**EXTRACTED DATA**
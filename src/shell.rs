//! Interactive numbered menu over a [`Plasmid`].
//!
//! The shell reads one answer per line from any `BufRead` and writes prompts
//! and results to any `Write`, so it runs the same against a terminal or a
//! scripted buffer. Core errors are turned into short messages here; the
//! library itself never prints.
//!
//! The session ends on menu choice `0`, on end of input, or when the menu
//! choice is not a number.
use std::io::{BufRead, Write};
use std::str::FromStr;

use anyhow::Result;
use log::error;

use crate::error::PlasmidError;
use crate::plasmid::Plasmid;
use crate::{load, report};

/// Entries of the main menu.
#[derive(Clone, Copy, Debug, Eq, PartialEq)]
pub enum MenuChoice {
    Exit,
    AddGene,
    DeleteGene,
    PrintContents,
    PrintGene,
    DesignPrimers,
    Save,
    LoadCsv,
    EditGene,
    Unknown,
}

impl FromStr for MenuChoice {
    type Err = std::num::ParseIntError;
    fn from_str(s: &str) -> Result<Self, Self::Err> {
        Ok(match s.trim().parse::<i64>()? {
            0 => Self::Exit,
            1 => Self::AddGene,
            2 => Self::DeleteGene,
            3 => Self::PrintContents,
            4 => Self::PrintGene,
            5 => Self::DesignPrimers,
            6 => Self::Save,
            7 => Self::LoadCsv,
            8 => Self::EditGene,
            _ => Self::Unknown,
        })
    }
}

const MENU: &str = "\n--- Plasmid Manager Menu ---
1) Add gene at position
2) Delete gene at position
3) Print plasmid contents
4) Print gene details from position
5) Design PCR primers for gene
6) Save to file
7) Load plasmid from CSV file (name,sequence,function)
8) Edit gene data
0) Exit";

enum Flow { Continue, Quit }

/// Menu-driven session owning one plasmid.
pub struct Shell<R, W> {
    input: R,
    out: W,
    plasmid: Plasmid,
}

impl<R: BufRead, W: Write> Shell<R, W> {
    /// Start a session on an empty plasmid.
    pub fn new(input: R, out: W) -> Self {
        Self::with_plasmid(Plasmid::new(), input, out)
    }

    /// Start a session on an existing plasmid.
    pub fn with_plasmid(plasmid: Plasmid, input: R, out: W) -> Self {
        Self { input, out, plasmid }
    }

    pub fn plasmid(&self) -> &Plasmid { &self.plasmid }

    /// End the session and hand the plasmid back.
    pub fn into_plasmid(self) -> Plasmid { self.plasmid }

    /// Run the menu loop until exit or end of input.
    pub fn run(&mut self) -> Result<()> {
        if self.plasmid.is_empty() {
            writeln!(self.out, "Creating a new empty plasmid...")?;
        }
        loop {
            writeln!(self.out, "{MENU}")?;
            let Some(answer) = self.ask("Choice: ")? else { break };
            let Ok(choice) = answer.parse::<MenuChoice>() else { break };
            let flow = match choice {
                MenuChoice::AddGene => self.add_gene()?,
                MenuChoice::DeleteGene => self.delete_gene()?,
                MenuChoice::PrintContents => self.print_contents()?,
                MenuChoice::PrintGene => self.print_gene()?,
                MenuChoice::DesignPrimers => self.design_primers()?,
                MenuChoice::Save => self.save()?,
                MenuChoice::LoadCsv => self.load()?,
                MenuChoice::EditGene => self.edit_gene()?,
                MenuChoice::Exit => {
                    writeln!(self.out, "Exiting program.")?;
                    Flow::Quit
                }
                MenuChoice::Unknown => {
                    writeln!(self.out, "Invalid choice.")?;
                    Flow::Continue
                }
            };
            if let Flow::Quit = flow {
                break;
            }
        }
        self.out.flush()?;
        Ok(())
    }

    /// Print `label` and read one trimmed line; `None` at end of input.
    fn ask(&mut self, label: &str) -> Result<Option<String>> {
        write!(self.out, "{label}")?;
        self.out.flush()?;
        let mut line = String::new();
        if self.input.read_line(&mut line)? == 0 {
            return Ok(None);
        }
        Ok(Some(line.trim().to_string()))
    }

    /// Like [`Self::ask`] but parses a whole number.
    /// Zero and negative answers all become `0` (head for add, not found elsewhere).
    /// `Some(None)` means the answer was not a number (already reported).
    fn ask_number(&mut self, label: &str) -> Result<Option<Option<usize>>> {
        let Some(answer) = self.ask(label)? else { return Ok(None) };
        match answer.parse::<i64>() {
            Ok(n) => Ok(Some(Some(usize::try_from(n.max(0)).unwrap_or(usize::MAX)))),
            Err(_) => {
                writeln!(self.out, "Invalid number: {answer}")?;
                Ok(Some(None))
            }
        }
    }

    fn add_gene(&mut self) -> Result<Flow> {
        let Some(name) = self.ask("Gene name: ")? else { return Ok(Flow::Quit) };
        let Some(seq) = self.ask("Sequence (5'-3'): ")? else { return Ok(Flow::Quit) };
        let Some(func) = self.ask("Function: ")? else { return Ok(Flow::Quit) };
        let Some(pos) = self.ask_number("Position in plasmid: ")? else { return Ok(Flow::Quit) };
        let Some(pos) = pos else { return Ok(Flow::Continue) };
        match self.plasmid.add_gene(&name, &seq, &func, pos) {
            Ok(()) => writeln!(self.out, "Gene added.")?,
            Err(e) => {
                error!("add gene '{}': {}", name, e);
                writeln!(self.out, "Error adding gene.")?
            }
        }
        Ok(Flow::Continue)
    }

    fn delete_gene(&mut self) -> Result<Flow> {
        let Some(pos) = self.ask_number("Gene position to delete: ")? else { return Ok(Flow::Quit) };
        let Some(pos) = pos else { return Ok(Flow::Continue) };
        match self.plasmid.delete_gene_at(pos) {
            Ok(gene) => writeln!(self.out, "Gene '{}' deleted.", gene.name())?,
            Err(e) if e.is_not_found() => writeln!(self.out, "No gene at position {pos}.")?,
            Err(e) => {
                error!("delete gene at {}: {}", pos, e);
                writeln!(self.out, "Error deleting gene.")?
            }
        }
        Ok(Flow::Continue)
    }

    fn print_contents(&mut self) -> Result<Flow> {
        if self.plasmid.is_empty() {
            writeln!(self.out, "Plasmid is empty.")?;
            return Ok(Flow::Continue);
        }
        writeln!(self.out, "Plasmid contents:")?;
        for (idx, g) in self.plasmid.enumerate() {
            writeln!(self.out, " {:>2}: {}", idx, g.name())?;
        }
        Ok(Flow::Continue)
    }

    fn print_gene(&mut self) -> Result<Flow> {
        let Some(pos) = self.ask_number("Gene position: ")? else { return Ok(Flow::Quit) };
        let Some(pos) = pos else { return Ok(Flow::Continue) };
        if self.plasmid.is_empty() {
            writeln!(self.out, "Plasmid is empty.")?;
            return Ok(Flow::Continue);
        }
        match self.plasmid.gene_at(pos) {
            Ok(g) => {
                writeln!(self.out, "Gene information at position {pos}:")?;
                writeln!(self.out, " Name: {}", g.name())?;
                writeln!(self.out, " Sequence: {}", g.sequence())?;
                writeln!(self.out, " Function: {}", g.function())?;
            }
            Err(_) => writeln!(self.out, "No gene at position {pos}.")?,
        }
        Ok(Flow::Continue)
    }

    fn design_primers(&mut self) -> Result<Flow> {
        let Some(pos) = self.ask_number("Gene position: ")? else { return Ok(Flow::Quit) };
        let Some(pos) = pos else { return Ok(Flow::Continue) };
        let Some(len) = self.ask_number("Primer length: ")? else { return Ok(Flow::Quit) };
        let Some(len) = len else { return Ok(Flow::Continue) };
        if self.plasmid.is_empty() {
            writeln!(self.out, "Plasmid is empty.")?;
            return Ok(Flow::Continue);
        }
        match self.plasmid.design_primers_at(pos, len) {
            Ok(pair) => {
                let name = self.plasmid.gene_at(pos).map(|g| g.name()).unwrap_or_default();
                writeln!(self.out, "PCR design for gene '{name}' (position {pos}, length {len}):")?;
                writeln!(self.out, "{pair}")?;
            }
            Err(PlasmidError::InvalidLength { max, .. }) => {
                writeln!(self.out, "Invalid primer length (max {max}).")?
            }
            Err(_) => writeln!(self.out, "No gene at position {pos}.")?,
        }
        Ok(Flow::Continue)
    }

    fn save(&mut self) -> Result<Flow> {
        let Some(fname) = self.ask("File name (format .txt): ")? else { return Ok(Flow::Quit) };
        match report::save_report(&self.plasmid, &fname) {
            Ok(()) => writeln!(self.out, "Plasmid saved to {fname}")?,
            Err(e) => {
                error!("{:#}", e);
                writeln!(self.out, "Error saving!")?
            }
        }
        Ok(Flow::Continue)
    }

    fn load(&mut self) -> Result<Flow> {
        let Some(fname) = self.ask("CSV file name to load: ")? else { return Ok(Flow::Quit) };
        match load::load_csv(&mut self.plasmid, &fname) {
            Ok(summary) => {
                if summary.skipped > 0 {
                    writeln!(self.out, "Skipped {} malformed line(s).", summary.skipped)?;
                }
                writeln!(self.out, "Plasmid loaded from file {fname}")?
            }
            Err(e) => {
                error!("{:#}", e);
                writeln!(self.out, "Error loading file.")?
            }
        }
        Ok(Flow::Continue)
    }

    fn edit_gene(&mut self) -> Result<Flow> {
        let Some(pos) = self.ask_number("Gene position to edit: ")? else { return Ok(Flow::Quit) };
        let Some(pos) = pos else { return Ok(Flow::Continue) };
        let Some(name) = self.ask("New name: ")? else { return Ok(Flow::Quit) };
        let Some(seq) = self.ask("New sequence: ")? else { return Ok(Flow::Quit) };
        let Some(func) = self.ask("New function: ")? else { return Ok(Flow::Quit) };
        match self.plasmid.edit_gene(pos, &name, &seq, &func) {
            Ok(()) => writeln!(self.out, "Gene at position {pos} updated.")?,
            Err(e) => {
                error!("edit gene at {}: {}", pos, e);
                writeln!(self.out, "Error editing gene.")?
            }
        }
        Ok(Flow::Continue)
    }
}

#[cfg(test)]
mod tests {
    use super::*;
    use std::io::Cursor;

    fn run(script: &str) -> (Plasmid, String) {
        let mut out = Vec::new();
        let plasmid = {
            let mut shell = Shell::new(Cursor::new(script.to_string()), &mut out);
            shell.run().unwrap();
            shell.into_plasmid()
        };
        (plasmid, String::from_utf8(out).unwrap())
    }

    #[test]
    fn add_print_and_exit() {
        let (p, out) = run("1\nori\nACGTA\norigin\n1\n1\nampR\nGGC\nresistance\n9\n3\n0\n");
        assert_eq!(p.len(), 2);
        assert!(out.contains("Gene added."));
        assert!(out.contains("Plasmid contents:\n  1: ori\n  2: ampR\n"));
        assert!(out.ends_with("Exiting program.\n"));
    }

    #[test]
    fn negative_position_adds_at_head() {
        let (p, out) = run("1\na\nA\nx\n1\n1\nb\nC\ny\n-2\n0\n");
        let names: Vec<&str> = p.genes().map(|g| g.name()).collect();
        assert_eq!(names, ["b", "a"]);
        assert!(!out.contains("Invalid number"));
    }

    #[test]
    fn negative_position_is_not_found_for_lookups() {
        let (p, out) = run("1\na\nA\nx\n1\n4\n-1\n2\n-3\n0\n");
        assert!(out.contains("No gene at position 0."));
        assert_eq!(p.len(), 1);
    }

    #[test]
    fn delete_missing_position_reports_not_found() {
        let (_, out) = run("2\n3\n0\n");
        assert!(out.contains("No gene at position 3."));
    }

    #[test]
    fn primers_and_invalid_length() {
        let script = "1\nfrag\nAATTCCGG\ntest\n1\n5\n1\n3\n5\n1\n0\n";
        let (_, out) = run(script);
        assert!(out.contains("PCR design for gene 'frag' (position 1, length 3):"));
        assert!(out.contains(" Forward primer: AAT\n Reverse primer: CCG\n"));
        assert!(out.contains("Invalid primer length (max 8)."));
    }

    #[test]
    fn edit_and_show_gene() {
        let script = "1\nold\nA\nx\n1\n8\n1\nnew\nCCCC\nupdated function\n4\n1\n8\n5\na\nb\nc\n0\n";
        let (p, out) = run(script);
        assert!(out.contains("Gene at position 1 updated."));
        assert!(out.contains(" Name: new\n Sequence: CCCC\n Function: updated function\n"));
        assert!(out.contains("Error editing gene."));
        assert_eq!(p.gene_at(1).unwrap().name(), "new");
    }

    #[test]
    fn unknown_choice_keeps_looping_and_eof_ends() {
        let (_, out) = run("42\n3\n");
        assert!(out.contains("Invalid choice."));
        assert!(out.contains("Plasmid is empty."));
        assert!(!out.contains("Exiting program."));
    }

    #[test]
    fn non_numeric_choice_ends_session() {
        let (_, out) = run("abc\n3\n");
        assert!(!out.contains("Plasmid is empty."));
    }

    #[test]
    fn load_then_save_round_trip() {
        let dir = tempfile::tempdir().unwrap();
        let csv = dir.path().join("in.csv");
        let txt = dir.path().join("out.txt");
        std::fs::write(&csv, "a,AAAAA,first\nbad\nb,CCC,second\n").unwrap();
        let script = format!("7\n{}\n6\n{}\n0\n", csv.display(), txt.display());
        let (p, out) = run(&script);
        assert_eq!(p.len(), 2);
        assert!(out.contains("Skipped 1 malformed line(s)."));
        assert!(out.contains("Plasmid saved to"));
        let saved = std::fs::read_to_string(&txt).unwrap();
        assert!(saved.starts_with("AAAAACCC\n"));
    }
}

**YOUR GOAL**
Copy all lines of the listing above that contain the string "LoadCsv".

**ANSWER BOX**
    LoadCsv,
            7 => Self::LoadCsv,
                MenuChoice::LoadCsv => self.load()?,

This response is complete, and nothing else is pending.